Make sure you’re pointing to the correct environment.

8 - Apply

Once you have checked that everything fits your needs, you are ready to apply the plan and impact those changes in the AWS account. That can be easily done with the command:

terraform apply --var-file=environments/<environment>.tfvars

After executing this command, you can go to the AWS console dashboard and see how all the resources were created.

9 - Destroy

If for some reason, you want to destroy the created environment, you can do it by executing the command.

terraform destroy --var-file=environments/<environment>.tfvars


Some considerations that you need to take care of:

  • Check the cost of the resources you’re creating. If you are not careful, you can get substantial billing at the end of the month related to your AWS infrastructure. Most of the resources used in this script belong to the free tier, so it should be free during the first year. However, if you’re using big machines, customs AMIs or large discs, your infrastructure may not comply with the free tier requirements, and you will be billed for some of the resources.
  • Don’t manage any Terraform-created resources from the AWS console dashboard. If you do it, these changes will not be reflected in the state file, generating conflict when you apply a new change with Terraform. If you need to change something in any of the resources, you can only apply the change with Terraform and in the tfvars file.

What’s next

After following this tutorial, you’ll have all the resources required to deploy your basic app in AWS without needing complex manual configuration in the AWS dashboard. You’ll have the possibility of accessing the EC2 instance with SSH and deploying your code there. Suppose you need to modify some environment attribute (for example, increase the storage of the disc attached to the EC2 instance). In that case, you only have to edit the corresponding variable in the var file and run the plan and apply commands again. In that case, you will see only the required changes in the terminal. You can also replicate an environment if required to create a new workspace and a var file.
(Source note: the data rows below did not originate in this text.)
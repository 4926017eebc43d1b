//! Protocol-visible identifier newtypes.
//!
//! Identifiers are caller-chosen strings, constrained to a small alphabet
//! and to 10–20 characters. Parsing through [`FromStr`] is the only way to
//! construct one, so a held identifier is always valid.

use core::fmt::{Display, Error as FmtError, Formatter};
use core::str::FromStr;

use derive_more::Into;

use crate::core::host::error::IdentifierError;
use crate::core::host::validate::{
    validate_channel_identifier, validate_client_identifier, validate_connection_identifier,
    validate_port_identifier,
};
use crate::prelude::*;

macro_rules! identifier {
    ($(#[$docs:meta])* $name:ident, $validator:ident) => {
        $(#[$docs])*
        #[derive(
            Clone,
            Debug,
            PartialEq,
            Eq,
            PartialOrd,
            Ord,
            Hash,
            Into,
            serde::Serialize,
            serde::Deserialize,
        )]
        pub struct $name(String);

        impl $name {
            /// Get this identifier as a borrowed `&str`
            pub fn as_str(&self) -> &str {
                &self.0
            }

            /// Get this identifier as a borrowed byte slice
            pub fn as_bytes(&self) -> &[u8] {
                self.0.as_bytes()
            }
        }

        /// This implementation provides a `to_string` method.
        impl Display for $name {
            fn fmt(&self, f: &mut Formatter<'_>) -> Result<(), FmtError> {
                write!(f, "{}", self.0)
            }
        }

        impl FromStr for $name {
            type Err = IdentifierError;

            fn from_str(s: &str) -> Result<Self, Self::Err> {
                $validator(s).map(|_| Self(s.to_string()))
            }
        }

        impl AsRef<str> for $name {
            fn as_ref(&self) -> &str {
                &self.0
            }
        }

        /// Equality check against string literal (satisfies `&$name == &str`).
        impl PartialEq<str> for $name {
            fn eq(&self, other: &str) -> bool {
                self.as_str().eq(other)
            }
        }
    };
}

identifier!(
    /// Identifies a light client tracking one remote chain.
    ClientId,
    validate_client_identifier
);

identifier!(
    /// Identifies a connection between a local and a remote client.
    ConnectionId,
    validate_connection_identifier
);

identifier!(
    /// Identifies an application endpoint; the application itself is bound
    /// to the port through the router.
    PortId,
    validate_port_identifier
);

identifier!(
    /// Identifies a channel scoped under a port.
    ChannelId,
    validate_channel_identifier
);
If you learn a bit more about terraform, you can also edit the current modules, create new ones to create resources that are not covered by this basic module or even create more complex solutions (such as ECS clusters).

We hope this blog and the code in the repository help you easily create AWS infrastructure and avoid some of the common issues that our team has faced in the past. Any contribution to the repository is welcome.